------ Provided material ------

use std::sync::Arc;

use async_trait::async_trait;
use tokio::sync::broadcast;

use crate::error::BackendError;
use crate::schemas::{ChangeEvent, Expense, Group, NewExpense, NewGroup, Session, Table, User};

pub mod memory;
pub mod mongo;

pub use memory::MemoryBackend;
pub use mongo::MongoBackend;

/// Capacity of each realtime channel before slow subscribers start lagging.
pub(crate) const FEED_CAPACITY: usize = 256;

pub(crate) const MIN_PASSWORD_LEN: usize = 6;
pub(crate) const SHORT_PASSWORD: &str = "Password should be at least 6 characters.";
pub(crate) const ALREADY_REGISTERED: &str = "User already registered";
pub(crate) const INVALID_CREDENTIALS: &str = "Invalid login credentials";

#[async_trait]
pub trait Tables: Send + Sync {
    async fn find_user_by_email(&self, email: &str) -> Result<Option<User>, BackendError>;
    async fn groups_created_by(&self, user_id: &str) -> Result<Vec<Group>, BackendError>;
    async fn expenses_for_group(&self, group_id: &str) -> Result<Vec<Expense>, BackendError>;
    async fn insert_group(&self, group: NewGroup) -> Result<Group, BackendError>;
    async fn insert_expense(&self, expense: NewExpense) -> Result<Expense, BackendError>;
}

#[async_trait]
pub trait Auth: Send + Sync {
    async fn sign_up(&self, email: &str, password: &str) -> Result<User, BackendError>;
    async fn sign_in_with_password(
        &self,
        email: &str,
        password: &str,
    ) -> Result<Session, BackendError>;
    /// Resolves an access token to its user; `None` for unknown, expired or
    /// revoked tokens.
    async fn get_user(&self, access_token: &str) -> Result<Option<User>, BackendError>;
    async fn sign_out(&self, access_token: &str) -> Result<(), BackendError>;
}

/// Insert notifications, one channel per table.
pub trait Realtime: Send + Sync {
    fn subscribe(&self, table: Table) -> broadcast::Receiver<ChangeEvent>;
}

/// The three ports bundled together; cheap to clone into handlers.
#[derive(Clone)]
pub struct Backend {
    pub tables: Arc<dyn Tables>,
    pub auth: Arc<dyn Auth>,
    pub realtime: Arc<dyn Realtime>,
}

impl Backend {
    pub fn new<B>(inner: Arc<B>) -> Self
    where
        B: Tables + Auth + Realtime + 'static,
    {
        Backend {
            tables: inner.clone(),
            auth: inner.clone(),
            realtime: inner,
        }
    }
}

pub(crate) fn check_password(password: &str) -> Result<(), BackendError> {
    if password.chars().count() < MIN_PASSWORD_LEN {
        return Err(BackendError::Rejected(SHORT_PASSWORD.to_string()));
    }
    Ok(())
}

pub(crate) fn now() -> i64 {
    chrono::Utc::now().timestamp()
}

------
------ Provided material ------

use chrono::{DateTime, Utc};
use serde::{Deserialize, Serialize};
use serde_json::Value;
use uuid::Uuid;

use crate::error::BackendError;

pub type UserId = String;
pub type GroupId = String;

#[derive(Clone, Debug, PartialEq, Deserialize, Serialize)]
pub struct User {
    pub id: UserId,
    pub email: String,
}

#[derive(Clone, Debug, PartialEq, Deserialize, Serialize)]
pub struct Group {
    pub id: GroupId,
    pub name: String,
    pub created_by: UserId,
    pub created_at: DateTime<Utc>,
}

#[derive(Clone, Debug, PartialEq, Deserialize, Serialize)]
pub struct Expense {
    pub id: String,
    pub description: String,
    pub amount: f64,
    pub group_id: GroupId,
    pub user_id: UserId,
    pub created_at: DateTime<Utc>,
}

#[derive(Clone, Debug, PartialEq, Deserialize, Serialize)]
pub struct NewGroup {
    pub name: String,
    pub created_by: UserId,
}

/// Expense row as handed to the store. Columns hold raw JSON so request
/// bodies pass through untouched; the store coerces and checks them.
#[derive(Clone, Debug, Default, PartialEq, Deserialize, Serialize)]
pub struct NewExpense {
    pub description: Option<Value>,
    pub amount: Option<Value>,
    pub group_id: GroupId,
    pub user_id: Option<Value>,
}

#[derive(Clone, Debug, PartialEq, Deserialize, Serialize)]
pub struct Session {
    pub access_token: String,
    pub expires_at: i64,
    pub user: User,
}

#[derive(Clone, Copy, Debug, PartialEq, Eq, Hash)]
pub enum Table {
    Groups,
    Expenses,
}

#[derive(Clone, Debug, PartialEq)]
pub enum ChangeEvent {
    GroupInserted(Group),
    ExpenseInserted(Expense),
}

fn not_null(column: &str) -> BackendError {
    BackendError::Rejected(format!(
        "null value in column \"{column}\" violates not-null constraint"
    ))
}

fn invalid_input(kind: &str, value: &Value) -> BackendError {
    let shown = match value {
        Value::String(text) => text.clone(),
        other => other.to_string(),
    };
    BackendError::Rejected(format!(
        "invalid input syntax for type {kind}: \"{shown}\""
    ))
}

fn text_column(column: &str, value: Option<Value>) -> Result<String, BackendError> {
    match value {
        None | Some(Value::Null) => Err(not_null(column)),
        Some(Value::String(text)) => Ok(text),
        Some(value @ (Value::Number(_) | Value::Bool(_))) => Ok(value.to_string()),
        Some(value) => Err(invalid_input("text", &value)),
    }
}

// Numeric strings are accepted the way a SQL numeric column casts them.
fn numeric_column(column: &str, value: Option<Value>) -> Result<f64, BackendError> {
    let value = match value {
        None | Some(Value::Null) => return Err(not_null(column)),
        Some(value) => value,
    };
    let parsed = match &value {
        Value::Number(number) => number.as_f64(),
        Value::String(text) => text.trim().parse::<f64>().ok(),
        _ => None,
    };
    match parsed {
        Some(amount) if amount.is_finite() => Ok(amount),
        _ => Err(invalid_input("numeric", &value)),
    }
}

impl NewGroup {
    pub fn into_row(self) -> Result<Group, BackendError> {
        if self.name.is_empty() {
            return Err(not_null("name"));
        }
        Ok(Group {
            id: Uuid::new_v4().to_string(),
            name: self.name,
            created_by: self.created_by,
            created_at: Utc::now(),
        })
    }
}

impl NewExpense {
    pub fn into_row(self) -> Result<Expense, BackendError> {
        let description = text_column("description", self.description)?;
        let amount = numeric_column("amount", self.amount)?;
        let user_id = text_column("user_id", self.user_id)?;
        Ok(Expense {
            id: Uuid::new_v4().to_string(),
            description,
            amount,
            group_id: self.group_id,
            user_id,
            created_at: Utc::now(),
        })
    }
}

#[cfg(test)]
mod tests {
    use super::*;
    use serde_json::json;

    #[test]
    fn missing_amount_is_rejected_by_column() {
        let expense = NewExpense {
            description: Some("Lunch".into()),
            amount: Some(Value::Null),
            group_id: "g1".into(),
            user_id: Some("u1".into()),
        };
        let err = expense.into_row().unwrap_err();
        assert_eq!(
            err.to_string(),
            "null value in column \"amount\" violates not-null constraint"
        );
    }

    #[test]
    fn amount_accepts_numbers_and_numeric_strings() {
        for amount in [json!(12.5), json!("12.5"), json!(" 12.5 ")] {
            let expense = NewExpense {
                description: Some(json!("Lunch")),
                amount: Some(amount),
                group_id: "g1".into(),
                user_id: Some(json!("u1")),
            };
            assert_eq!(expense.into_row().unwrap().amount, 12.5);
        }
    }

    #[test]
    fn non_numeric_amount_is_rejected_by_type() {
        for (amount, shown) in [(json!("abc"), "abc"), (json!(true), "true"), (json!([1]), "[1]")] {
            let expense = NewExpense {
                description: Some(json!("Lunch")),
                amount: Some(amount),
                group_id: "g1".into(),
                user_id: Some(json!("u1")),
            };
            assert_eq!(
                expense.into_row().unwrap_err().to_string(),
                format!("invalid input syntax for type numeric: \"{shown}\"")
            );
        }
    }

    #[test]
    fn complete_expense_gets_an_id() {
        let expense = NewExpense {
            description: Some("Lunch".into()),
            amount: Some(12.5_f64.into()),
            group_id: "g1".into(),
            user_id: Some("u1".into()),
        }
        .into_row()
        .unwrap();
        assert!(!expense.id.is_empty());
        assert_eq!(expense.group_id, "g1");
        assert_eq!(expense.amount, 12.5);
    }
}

------

* What you have to do *
For the word "email", state how many lines of the material contain it. Give the number and no more.

* Response below *
4